[INSTRUCTIONS TO FOLLOW]
Scan the entries below for the word "impl" and copy every line in which it occurs.

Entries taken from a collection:
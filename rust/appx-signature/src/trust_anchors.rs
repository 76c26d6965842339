// Copyright (c) Microsoft Corporation.
// Licensed under the MIT License.

//! Trusted root configuration and the per-validation trust anchor set.

use crate::{decode_base64_certificate, ParsedCertificate, SignatureError};
use std::collections::HashSet;

const END_CERTIFICATE: &str = "-----END CERTIFICATE-----";

/// The PEM-encoded root certificates a validator trusts.
///
/// This is static configuration: hosts typically build it once from compiled-in PEM text and
/// hand it to [`crate::SignatureValidator::new`]. Entries are only parsed when a validation runs.
#[derive(Debug, Clone, Default, PartialEq, Eq)]
pub struct TrustAnchorConfig {
    pems: Vec<String>,
}

impl TrustAnchorConfig {
    pub fn new<I, S>(pems: I) -> Self
    where
        I: IntoIterator<Item = S>,
        S: Into<String>,
    {
        Self {
            pems: pems.into_iter().map(Into::into).collect(),
        }
    }

    /// Split a concatenated PEM bundle into one entry per certificate.
    ///
    /// Text after the last `END CERTIFICATE` line is ignored.
    pub fn from_pem_bundle(bundle: &str) -> Self {
        let mut pems = Vec::new();
        let mut current = String::new();
        for line in bundle.lines() {
            if current.is_empty() && line.trim().is_empty() {
                continue;
            }
            current.push_str(line);
            current.push('\n');
            if line.contains(END_CERTIFICATE) {
                pems.push(std::mem::take(&mut current));
            }
        }
        Self { pems }
    }

    pub fn push_pem(&mut self, pem: impl Into<String>) {
        self.pems.push(pem.into());
    }

    pub fn pems(&self) -> &[String] {
        &self.pems
    }

    pub fn len(&self) -> usize {
        self.pems.len()
    }

    pub fn is_empty(&self) -> bool {
        self.pems.is_empty()
    }
}

/// Trusted certificates for one validation: a lookup store plus the ordered trusted chain.
#[derive(Debug, Clone)]
pub struct TrustAnchorSet {
    store: HashSet<Vec<u8>>,
    ordered_chain: Vec<ParsedCertificate>,
}

impl TrustAnchorSet {
    /// Parse every configured root. Any malformed root aborts (fail-closed).
    pub fn build(config: &TrustAnchorConfig) -> Result<Self, SignatureError> {
        if config.is_empty() {
            return Err(SignatureError::invalid("no trusted root certificates configured"));
        }

        let mut store = HashSet::with_capacity(config.len());
        let mut ordered_chain = Vec::with_capacity(config.len());

        for (index, pem) in config.pems().iter().enumerate() {
            let cert = decode_base64_certificate(pem)
                .and_then(|der| ParsedCertificate::from_der(&der))
                .map_err(|e| {
                    tracing::error!(index, error = %e, "trusted root certificate failed to parse");
                    SignatureError::invalid(format!(
                        "could not add cert to keychain: trusted root #{index} is invalid"
                    ))
                })?;

            tracing::trace!(index, subject = cert.subject(), "added trusted root");
            if store.insert(cert.der().to_vec()) {
                ordered_chain.push(cert);
            }
        }

        Ok(Self { store, ordered_chain })
    }

    /// Exact DER match against the anchor store.
    pub fn contains(&self, cert: &ParsedCertificate) -> bool {
        self.store.contains(cert.der())
    }

    pub fn ordered_chain(&self) -> &[ParsedCertificate] {
        &self.ordered_chain
    }

    pub fn len(&self) -> usize {
        self.ordered_chain.len()
    }

    pub fn is_empty(&self) -> bool {
        self.ordered_chain.is_empty()
    }
}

[WRITTEN REPLY]
impl TrustAnchorConfig {
    pub fn push_pem(&mut self, pem: impl Into<String>) {
impl TrustAnchorSet {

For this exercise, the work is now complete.